Video by Ken Fagan/ASU Now

More than 100 students are involved in AZLoop from an array of disciplines that include engineering, robotics, physics, astrobiology, marketing and business management. Aside from Arizona State University and its Thunderbird School of Global Management, students from Embry-Riddle Aeronautical University and Northern Arizona University are part of the group that meets each week at ASU’s Polytechnic campus. 

SpaceX’s letter to the team said officials were “extremely impressed with your design and we’re excited to see what you build.”

AZLoop will now put together a full-size, half-mile test track. Organizers are discussing permitting with the city of Mesa.

Arizona State University President Michael Crow pledged his support in a video address. “You guys have got one of the ideas to go forward,” he said. “Good luck!” 

Team leaders have said their marketing division has helped secure funding. To this point, ASU’s support has included lab space and prototype materials. Project co-lead Kosar has said, “we’ve got the resources.”

Construction on the test track is expected to begin at the end of May. It will take six weeks to build, Nethken said.

The first trial run could begin as early as mid-July.

The final round is set for judging in August. SpaceX is headquartered in Hawthorne, California, near Los Angeles.

“We are literally going to change the world by helping develop this technology, and that is something that not many people get to be a part of,” Nethken told the team. “It truly shows that ASU is the leader in innovation anywhere. Let’s win this!”
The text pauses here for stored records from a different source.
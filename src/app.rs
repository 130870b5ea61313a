//! Root application component.

use leptos::prelude::*;
use leptos_meta::{Title, provide_meta_context};

use crate::pages::signin::SignInPage;
use crate::state::auth::AuthState;

/// Root application component.
///
/// Provides the shared auth state context and renders the sign-in page.
#[component]
pub fn App() -> impl IntoView {
    provide_meta_context();

    let auth = RwSignal::new(AuthState::default());
    provide_context(auth);

    view! {
        <Title text="Sign in"/>
        <SignInPage/>
    }
}
//! Host app channel on `window`.
//!
//! The native shell injects `window.FlutterChannel` with a `postMessage`
//! method and dispatches `CustomEvent`s on `window` whose `detail` carries
//! the signed-in user.

use wasm_bindgen::closure::Closure;
use wasm_bindgen::{JsCast, JsValue};

use super::js_error_to_string;
use crate::net::bridge::{BridgeError, HostBridge, HostEventHandler, HostMessage};
use crate::net::registration::Registration;

/// Global name the host app injects its channel under.
pub const CHANNEL_GLOBAL: &str = "FlutterChannel";

#[derive(Clone, Copy, Debug, Default)]
pub struct WindowBridge;

impl WindowBridge {
    fn channel() -> Option<JsValue> {
        let window = web_sys::window()?;
        match js_sys::Reflect::get(&window, &JsValue::from_str(CHANNEL_GLOBAL)) {
            Ok(channel) if !channel.is_undefined() && !channel.is_null() => Some(channel),
            Ok(_) => None,
            Err(e) => {
                log::debug!("host channel lookup failed: {}", js_error_to_string(&e));
                None
            }
        }
    }
}

impl HostBridge for WindowBridge {
    fn is_present(&self) -> bool {
        Self::channel().is_some()
    }

    fn post_message(&self, message: &HostMessage) -> Result<(), BridgeError> {
        let channel = Self::channel().ok_or(BridgeError::Unavailable)?;
        let json = message.to_json()?;
        let post = js_sys::Reflect::get(&channel, &JsValue::from_str("postMessage"))
            .map_err(|e| BridgeError::Rejected(js_error_to_string(&e)))?
            .dyn_into::<js_sys::Function>()
            .map_err(|_| BridgeError::Rejected("postMessage is not a function".to_owned()))?;
        post.call1(&channel, &JsValue::from_str(&json))
            .map_err(|e| BridgeError::Rejected(js_error_to_string(&e)))?;
        Ok(())
    }

    fn listen(&self, event: &str, handler: HostEventHandler) -> Registration {
        let Some(window) = web_sys::window() else {
            return Registration::noop();
        };
        let callback = Closure::<dyn FnMut(web_sys::Event)>::new(move |ev: web_sys::Event| {
            handler(event_detail(&ev));
        });
        if let Err(e) = window.add_event_listener_with_callback(event, callback.as_ref().unchecked_ref()) {
            log::warn!("cannot listen for {event}: {}", js_error_to_string(&e));
            return Registration::noop();
        }

        let event = event.to_owned();
        Registration::new(move || {
            if let Err(e) = window.remove_event_listener_with_callback(&event, callback.as_ref().unchecked_ref()) {
                log::warn!("cannot remove {event} listener: {}", js_error_to_string(&e));
            }
            drop(callback);
        })
    }
}

fn event_detail(ev: &web_sys::Event) -> Option<serde_json::Value> {
    let custom = ev.dyn_ref::<web_sys::CustomEvent>()?;
    match super::decode_js::<serde_json::Value>(&custom.detail()) {
        Ok(detail) => detail,
        Err(e) => {
            log::warn!("host event {} detail undecodable: {e}", ev.type_());
            None
        }
    }
}
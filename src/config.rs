//! Identity backend configuration.
//!
//! The WASM bundle has no process environment at runtime, so `from_env`
//! reads the `FIREBASE_*` variables at compile time. `from_vars` takes any
//! lookup so the parsing rules stay testable.

#[cfg(test)]
#[path = "config_test.rs"]
mod config_test;

use serde::Serialize;

/// Auth domain used for development builds served by the local dev server.
pub const DEFAULT_DEV_AUTH_DOMAIN: &str = "localhost:5173";

#[derive(Debug, Clone, PartialEq, Eq, thiserror::Error)]
pub enum ConfigError {
    #[error("missing required config var: {var}")]
    Missing { var: String },
}

/// Firebase web app settings, serialized in the SDK's own field names.
#[derive(Debug, Clone, PartialEq, Eq, Serialize)]
#[serde(rename_all = "camelCase")]
pub struct FirebaseConfig {
    pub api_key: String,
    pub auth_domain: String,
    pub project_id: String,
    #[serde(skip_serializing_if = "Option::is_none")]
    pub storage_bucket: Option<String>,
    #[serde(skip_serializing_if = "Option::is_none")]
    pub messaging_sender_id: Option<String>,
    pub app_id: String,
}

impl FirebaseConfig {
    /// Build from a variable lookup.
    ///
    /// Required: `FIREBASE_API_KEY`, `FIREBASE_PROJECT_ID`, `FIREBASE_APP_ID`,
    /// and `FIREBASE_AUTH_DOMAIN` outside dev mode.
    ///
    /// Optional:
    /// - `FIREBASE_STORAGE_BUCKET`
    /// - `FIREBASE_MESSAGING_SENDER_ID`
    /// - `FIREBASE_DEV_AUTH_DOMAIN`: dev mode auth domain, default `localhost:5173`
    ///
    /// Blank values count as missing.
    ///
    /// # Errors
    ///
    /// Returns `ConfigError::Missing` naming the first absent required var.
    pub fn from_vars(lookup: impl Fn(&str) -> Option<String>, dev_mode: bool) -> Result<Self, ConfigError> {
        let var = |key: &str| lookup(key).map(|v| v.trim().to_owned()).filter(|v| !v.is_empty());
        let required = |key: &str| var(key).ok_or_else(|| ConfigError::Missing { var: key.to_owned() });

        let api_key = required("FIREBASE_API_KEY")?;
        let auth_domain = if dev_mode {
            var("FIREBASE_DEV_AUTH_DOMAIN").unwrap_or_else(|| DEFAULT_DEV_AUTH_DOMAIN.to_owned())
        } else {
            required("FIREBASE_AUTH_DOMAIN")?
        };
        let project_id = required("FIREBASE_PROJECT_ID")?;
        let app_id = required("FIREBASE_APP_ID")?;

        Ok(Self {
            api_key,
            auth_domain,
            project_id,
            storage_bucket: var("FIREBASE_STORAGE_BUCKET"),
            messaging_sender_id: var("FIREBASE_MESSAGING_SENDER_ID"),
            app_id,
        })
    }

    /// Build from variables captured at compile time. Debug builds use the
    /// dev auth domain.
    ///
    /// # Errors
    ///
    /// Returns `ConfigError::Missing` if a required var was not set at build.
    pub fn from_env() -> Result<Self, ConfigError> {
        Self::from_vars(build_var, cfg!(debug_assertions))
    }
}

fn build_var(key: &str) -> Option<String> {
    let value = match key {
        "FIREBASE_API_KEY" => option_env!("FIREBASE_API_KEY"),
        "FIREBASE_AUTH_DOMAIN" => option_env!("FIREBASE_AUTH_DOMAIN"),
        "FIREBASE_DEV_AUTH_DOMAIN" => option_env!("FIREBASE_DEV_AUTH_DOMAIN"),
        "FIREBASE_PROJECT_ID" => option_env!("FIREBASE_PROJECT_ID"),
        "FIREBASE_STORAGE_BUCKET" => option_env!("FIREBASE_STORAGE_BUCKET"),
        "FIREBASE_MESSAGING_SENDER_ID" => option_env!("FIREBASE_MESSAGING_SENDER_ID"),
        "FIREBASE_APP_ID" => option_env!("FIREBASE_APP_ID"),
        _ => None,
    };
    value.map(str::to_owned)
}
Photo: The mood was festive at ASU's Polytechnic campus Friday after members of AZLoop learned their team had been selected to advance in SpaceX's Hyperloop competition. Lynne Nethken, project lead and mechanical engineering graduate student at Arizona State University, talks through video chat with students from Prescott's Embry-Riddle Aeronautical University following the announcement. AZLoop is one of 24 finalist teams selected from a field that started with about 1,300 entries. Photo by Charlie Leight/ASU Now

More Science and technology

 

Palo Verde Blooms

2 ASU postdocs receive prestigious Pegasi 51b Fellowship to study exoplanets 

The Heising-Simons Foundation has announced that Arizona State University School of Earth and Space Exploration postdoctoral researcher Luis Welbanks and incoming postdoctoral researcher Megan Weiner…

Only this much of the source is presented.